Anticipated FAR Cybersecurity Obligations
Although PilieroMazza attorneys anticipate that other civilian agencies will impose increasingly stringent cybersecurity obligations on contractors on a contract-by-contract or agency-by-agency basis, the contemplated government-wide proposed FAR rule will suggest imposing a robust set of cybersecurity obligations across all agencies.
While the FAR Council has not released a draft yet, the rule’s abstract states that it will implement Sections 2(i) and 8(b) of President Biden’s Cybersecurity Executive Order, which identify the need for standardized cybersecurity requirements. These standardized obligations are likely to mirror the enhanced cybersecurity requirements contemplated under CMMC and NIST 800-171. Indeed, Ms. Stacy Bostjanick—Chief Defense Industrial Base Cybersecurity, Deputy Chief Information Officer for Cybersecurity (DCIO(CS)), Office of the Chief Information Officer—recently suggested that, like the Defense Federal Acquisition Regulation Supplement (DFARS) cybersecurity clauses, the new government-wide FAR obligations would impose the controls listed in NIST 800-171 and require third-party confirmation.

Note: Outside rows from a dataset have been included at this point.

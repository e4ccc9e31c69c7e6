use shared::{FieldErrors, FieldSpec, FieldValues, InputType};
use web_sys::{HtmlInputElement, HtmlTextAreaElement};
use yew::prelude::*;

#[derive(Properties, PartialEq)]
pub struct FieldInputProps {
    pub spec: FieldSpec,
    pub value: AttrValue,
    #[prop_or_default]
    pub error: Option<&'static str>,
    #[prop_or_default]
    pub disabled: bool,
    pub on_change: Callback<String>,
}

/// Labelled input with its inline validation message
#[function_component(FieldInput)]
pub fn field_input(props: &FieldInputProps) -> Html {
    let id = format!("field-{}", props.spec.name);

    let control = if props.spec.input_type == InputType::TextArea {
        let on_change = props.on_change.clone();
        let oninput = Callback::from(move |e: InputEvent| {
            let area: HtmlTextAreaElement = e.target_unchecked_into();
            on_change.emit(area.value());
        });
        html! {
            <textarea
                id={id.clone()}
                name={props.spec.name}
                value={props.value.clone()}
                disabled={props.disabled}
                {oninput}
            />
        }
    } else {
        let on_change = props.on_change.clone();
        let oninput = Callback::from(move |e: InputEvent| {
            let input: HtmlInputElement = e.target_unchecked_into();
            on_change.emit(input.value());
        });
        html! {
            <input
                id={id.clone()}
                name={props.spec.name}
                type={props.spec.input_type.as_html()}
                value={props.value.clone()}
                disabled={props.disabled}
                {oninput}
            />
        }
    };

    html! {
        <div class={classes!("form-field", props.error.is_some().then_some("invalid"))}>
            <label for={id}>{ props.spec.label }</label>
            { control }
            if let Some(error) = props.error {
                <p class="field-error">{ error }</p>
            }
        </div>
    }
}

/// Render a whole field list against plain value/error maps.
pub fn field_inputs(
    fields: &'static [FieldSpec],
    values: &FieldValues,
    errors: &FieldErrors,
    disabled: bool,
    on_field: &Callback<(&'static str, String)>,
) -> Html {
    fields
        .iter()
        .map(|spec| {
            let name = spec.name;
            let on_change = on_field.reform(move |value: String| (name, value));
            html! {
                <FieldInput
                    key={name}
                    spec={*spec}
                    value={values.get(name).cloned().unwrap_or_default()}
                    error={errors.get(name).copied()}
                    {disabled}
                    {on_change}
                />
            }
        })
        .collect()
}
/// Why a submit did not start.
#[derive(Debug, Clone, Copy, PartialEq, Eq)]
pub enum SubmitRefusal {
    /// Loading or Submitting already
    Busy,
    /// Inline field errors were recorded
    Invalid,
    /// Update form without a target identifier
    MissingTarget,
    /// Operator declined the delete confirmation
    Cancelled,
}

#[derive(Debug, Clone, PartialEq)]
pub struct FormState {
    operation: Operation,
    phase: Phase,
    values: FieldValues,
    target: String,
    target_error: Option<&'static str>,
    errors: FieldErrors,
    result: Option<ResultMessage>,
    generation: u64,
}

Contractors should take this opportunity to get ahead of these new regulations. While most contractors likely are already meeting at least some of the NIST 800-171 controls, it is unlikely that a company which has not specifically prepared for compliance meets the full set of requirements. Most companies, especially small businesses, struggle to fully comply with NIST 800-171 standards without outside assistance. For example, many popular commercial email systems do not meet all the necessary DOD requirements for handling Controlled Unclassified Information (CUI). As a result, companies would either need to change email systems or incorporate a patchwork of individual fixes to meet the controls.

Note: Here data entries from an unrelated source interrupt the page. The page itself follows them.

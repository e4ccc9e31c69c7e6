//! Hook binding a [`FormController`] to a component.

use crate::transport::{self, BrowserTransport};
use shared::{FormController, Operation};
use std::rc::Rc;
use yew::prelude::*;

/// One controller per mounted form. The component re-renders whenever the
/// controller's state changes, including when an async request lands.
///
/// The controller lives as long as the component; remount the component
/// (for instance with a new `key`) to start over with a blank form.
#[hook]
pub fn use_form_controller(operation: Operation) -> FormController<BrowserTransport> {
    let update = use_force_update();
    let controller = use_memo(operation, move |operation| {
        FormController::new(*operation, Rc::new(transport::client()), move || {
            update.force_update()
        })
    });
    (*controller).clone()
}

Beyond the business and contracting advantages to improved cybersecurity, contractors will also be able to provide more detailed and robust comments to the new proposed rules when issued if they understand their current cybersecurity situation. Being able to articulate specific compliance issues and costs are key to crafting persuasive and effective comments on the proposed rules, which would then shape any final rules.
Key Takeaways
Considering the government’s continued focus on cybersecurity, federal contractors in both the civilian and defense sectors should proactively assess and improve their cybersecurity hygiene. With broad cybersecurity regulations on the horizon for both defense and civilian contractors, now is a good time to start thinking about:
- Meeting Current Requirements. Ensuring compliance with any applicable agency-specific cybersecurity obligations and FAR 52.201-21, the Basic Safeguarding clause, through both internal reviews and external, third-party audits.

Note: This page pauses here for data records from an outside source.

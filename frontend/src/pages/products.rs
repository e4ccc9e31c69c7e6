//! Public product table with client-side filters.

use crate::transport;
use crate::utils;
use shared::listing::category_names;
use shared::{endpoints, ApiRequest, ProductFilter, ProductListing};
use wasm_bindgen_futures::spawn_local;
use web_sys::{HtmlInputElement, HtmlSelectElement};
use yew::prelude::*;

#[derive(Clone, PartialEq)]
enum Catalog {
    Loading,
    Loaded(Vec<ProductListing>),
    Failed(String),
}

#[function_component(ProductsPage)]
pub fn products_page() -> Html {
    let catalog = use_state(|| Catalog::Loading);
    let filter = use_state(ProductFilter::default);

    {
        let catalog = catalog.clone();
        use_effect_with((), move |_| {
            spawn_local(async move {
                let request = ApiRequest::get(endpoints::PRODUCTS);
                match transport::client().fetch::<Vec<ProductListing>>(&request).await {
                    Ok(products) => catalog.set(Catalog::Loaded(products)),
                    Err(e) => catalog.set(Catalog::Failed(e.user_message())),
                }
            });
            || ()
        });
    }

    // Each filter input rewrites one field of the filter
    let edit = |apply: fn(&mut ProductFilter, String)| {
        let filter = filter.clone();
        move |value: String| {
            let mut next = (*filter).clone();
            apply(&mut next, value);
            filter.set(next);
        }
    };
    let on_name = {
        let edit = edit(|f, v| f.name = v);
        Callback::from(move |e: InputEvent| {
            let input: HtmlInputElement = e.target_unchecked_into();
            edit(input.value());
        })
    };
    let on_min = {
        let edit = edit(|f, v| f.min_price = v);
        Callback::from(move |e: InputEvent| {
            let input: HtmlInputElement = e.target_unchecked_into();
            edit(input.value());
        })
    };
    let on_max = {
        let edit = edit(|f, v| f.max_price = v);
        Callback::from(move |e: InputEvent| {
            let input: HtmlInputElement = e.target_unchecked_into();
            edit(input.value());
        })
    };
    let on_category = {
        let edit = edit(|f, v| f.category = v);
        Callback::from(move |e: Event| {
            let select: HtmlSelectElement = e.target_unchecked_into();
            edit(select.value());
        })
    };

    let body = match &*catalog {
        Catalog::Loading => html! { <p class="loading">{ "Cargando productos..." }</p> },
        Catalog::Failed(message) => html! { <p class="result error">{ format!("❌ {}", message) }</p> },
        Catalog::Loaded(products) => {
            let rows = filter.apply(products);
            if rows.is_empty() {
                html! { <p class="empty-state">{ "No hay productos que coincidan con los filtros." }</p> }
            } else {
                html! {
                    <table class="product-table">
                        <thead>
                            <tr>
                                <th>{ "ID" }</th>
                                <th>{ "Nombre" }</th>
                                <th>{ "Descripción" }</th>
                                <th>{ "Precio" }</th>
                                <th>{ "Categoría" }</th>
                            </tr>
                        </thead>
                        <tbody>
                            { for rows.into_iter().map(|p| html! {
                                <tr key={p.product_id.to_string()}>
                                    <td>{ p.product_id }</td>
                                    <td>{ p.product_name.clone() }</td>
                                    <td>{ p.description.clone() }</td>
                                    <td>{ utils::format_price(p.price) }</td>
                                    <td>{ p.category_name.clone().unwrap_or_else(|| "-".to_string()) }</td>
                                </tr>
                            }) }
                        </tbody>
                    </table>
                }
            }
        }
    };

    let categories = match &*catalog {
        Catalog::Loaded(products) => category_names(products),
        _ => Vec::new(),
    };

    html! {
        <div class="products-container">
            <h1>{ "Productos" }</h1>
            <div class="filter-bar">
                <input
                    type="text"
                    placeholder="Buscar por nombre"
                    value={filter.name.clone()}
                    oninput={on_name}
                />
                <select onchange={on_category}>
                    <option value="" selected={filter.category.is_empty()}>
                        { "Todas las categorías" }
                    </option>
                    { for categories.into_iter().map(|name| {
                        let selected = filter.category == name;
                        html! { <option value={name.clone()} {selected}>{ name }</option> }
                    }) }
                </select>
                <input
                    type="number"
                    placeholder="Precio mínimo"
                    value={filter.min_price.clone()}
                    oninput={on_min}
                />
                <input
                    type="number"
                    placeholder="Precio máximo"
                    value={filter.max_price.clone()}
                    oninput={on_max}
                />
            </div>
            { body }
        </div>
    }
}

- Making Sure Partners Meet Current Requirements. Flowing down cybersecurity provisions and confirming subcontractors are complying with cybersecurity obligations as required by agency supplements and general best practices.
- Determining Scope of Future Compliance. Auditing current practices against NIST 800-171 and NIST 800-172 standards, as updated, which will likely serve as a foundation for any forthcoming cybersecurity regulations and may already be required.